Volkstrauertag in Zwickau
Zum Volkstrauertag war ich als Koordinator für Fragen der Kriegsgräberfürsorge in Sachsen der Bitte der Stadt Zwickau gefolgt, an der zentralen Gedenkstunde auf dem Hauptfriedhof teilzunehmen.
An diesem Tag erinnern wir an vergangene und heutige Kriege und daran, dass wir uns für Frieden einsetzen müssen, jeder an seinem Ort: dazu gehören unter anderem Politiker, Landwirte, Krankenschwestern und Soldaten. Immer mit Achtung vor dem anderen, der an seinem Platz steht. Der Volkstrauertag mahnt uns, für Friedfertigkeit im eigenen Haus und für Wehrhaftigkeit nach außen Sorge zu tragen. Wir gedenken aller Opfer von Krieg, Gewaltherrschaft und Terror unserer Nation und aller anderen Nationen. Unser Augenmerk sollte dabei auch der Innenansicht des Krieges gelten, was Massengewalt mit Menschen macht und wie diese in totalen Organisationen handeln, weil sich nur so Verhalten in Extremsituationen erklären lässt. Nationen sind nicht von Natur aus verfeindet.
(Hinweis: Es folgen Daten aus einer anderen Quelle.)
//! Config check: identity, version, timestamp ordering, feature list.

use crate::config::ModelConfig;
use crate::result::ValidationCheckResult;
use crate::thresholds::ValidationThresholds;

pub fn validate(config: &ModelConfig, thresholds: &ValidationThresholds) -> ValidationCheckResult {
    let mut result = ValidationCheckResult::passing();
    result.record("model_id", &config.model_id);
    result.record("version", &config.version);
    result.record("feature_count", config.features.len());

    // ── Identity ──
    if config.model_id.is_empty() {
        result.fail("model_id is empty");
    } else if !well_formed_id(&config.model_id) {
        result.fail(format!(
            "model_id '{}' is malformed (want 4-64 chars of [A-Za-z0-9_-])",
            config.model_id
        ));
    }

    // ── Version ──
    if !is_semver(&config.version) {
        result.warn(format!(
            "version '{}' is not semantic (expected MAJOR.MINOR.PATCH)",
            config.version
        ));
    }

    // ── Timestamp ordering ──
    if config.created_at > config.updated_at {
        result.fail(format!(
            "created_at {} is after updated_at {}",
            config.created_at, config.updated_at
        ));
    }
    if let Some(deployed_at) = config.deployed_at {
        if config.created_at > deployed_at {
            result.fail(format!(
                "created_at {} is after deployed_at {deployed_at}",
                config.created_at
            ));
        }
    }

    // ── Feature list ──
    if config.features.is_empty() {
        result.fail("feature list is empty");
    } else if config.features.len() < thresholds.min_feature_count {
        result.warn(format!(
            "only {} feature(s) declared (fewer than {})",
            config.features.len(),
            thresholds.min_feature_count
        ));
    }

    result
}

fn well_formed_id(id: &str) -> bool {
    (4..=64).contains(&id.len())
        && id
            .chars()
            .all(|c| c.is_ascii_alphanumeric() || c == '-' || c == '_')
}

/// Plain MAJOR.MINOR.PATCH with numeric components.
fn is_semver(version: &str) -> bool {
    let parts: Vec<&str> = version.split('.').collect();
    parts.len() == 3
        && parts
            .iter()
            .all(|p| !p.is_empty() && p.chars().all(|c| c.is_ascii_digit()))
}

#[cfg(test)]
mod tests {
    use super::*;
    use crate::config::{ModelMetrics, ModelType};
    use chrono::{TimeZone, Utc};
    use std::collections::BTreeMap;

    fn base_config() -> ModelConfig {
        ModelConfig {
            model_id: "mdl-spy-direction-004".into(),
            model_type: ModelType::GradientBoosting,
            version: "1.4.0".into(),
            created_at: Utc.with_ymd_and_hms(2024, 5, 1, 10, 0, 0).unwrap(),
            updated_at: Utc.with_ymd_and_hms(2024, 5, 2, 9, 30, 0).unwrap(),
            deployed_at: None,
            features: vec!["mom_10d".into(), "rsi_14".into(), "vol_20d".into()],
            hyperparameters: BTreeMap::new(),
            metrics: ModelMetrics::default(),
        }
    }

    #[test]
    fn well_formed_config_passes_clean() {
        let result = validate(&base_config(), &ValidationThresholds::default());
        assert!(result.is_valid);
        assert!(result.errors.is_empty());
        assert!(result.warnings.is_empty());
    }

    #[test]
    fn malformed_id_fails() {
        let mut config = base_config();
        config.model_id = "a b!".into();
        let result = validate(&config, &ValidationThresholds::default());
        assert!(!result.is_valid);
    }

    #[test]
    fn empty_features_fail() {
        let mut config = base_config();
        config.features.clear();
        let result = validate(&config, &ValidationThresholds::default());
        assert!(!result.is_valid);
    }

    #[test]
    fn inverted_timestamps_fail() {
        let mut config = base_config();
        config.updated_at = Utc.with_ymd_and_hms(2024, 4, 30, 0, 0, 0).unwrap();
        let result = validate(&config, &ValidationThresholds::default());
        assert!(!result.is_valid);
    }

    #[test]
    fn deployed_before_created_fails() {
        let mut config = base_config();
        config.deployed_at = Some(Utc.with_ymd_and_hms(2024, 4, 1, 0, 0, 0).unwrap());
        let result = validate(&config, &ValidationThresholds::default());
        assert!(!result.is_valid);
    }

    #[test]
    fn non_semver_version_warns_only() {
        let mut config = base_config();
        config.version = "v1.4".into();
        let result = validate(&config, &ValidationThresholds::default());
        assert!(result.is_valid);
        assert_eq!(result.warnings.len(), 1);
    }

    #[test]
    fn low_feature_count_warns_only() {
        let mut config = base_config();
        config.features = vec!["mom_10d".into()];
        let result = validate(&config, &ValidationThresholds::default());
        assert!(result.is_valid);
        assert!(!result.warnings.is_empty());
    }

    #[test]
    fn semver_recognizer() {
        assert!(is_semver("1.0.0"));
        assert!(is_semver("12.34.56"));
        assert!(!is_semver("1.0"));
        assert!(!is_semver("v1.0.0"));
        assert!(!is_semver("1.0.0-rc1"));
    }
}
In das Gedenken eingeschlossen sind auch die Opfer durch Flucht und Vertreibung. Gerade bei dieser Gruppe fällt mir immer wieder ein, dass Kriege nicht mit Sieg oder Niederlage zu Ende sind – sondern über Generationen, auch durch vererbte Traumata, viel länger fortwirken als sie militärisch andauerten. Und nicht zuletzt erinnerte ich in meiner Rede auch an die Bundeswehrsoldaten, die im Auftrag der Bundesrepublik Deutschland unterwegs waren und nicht wieder nach Hause lebend zurückkehren konnten.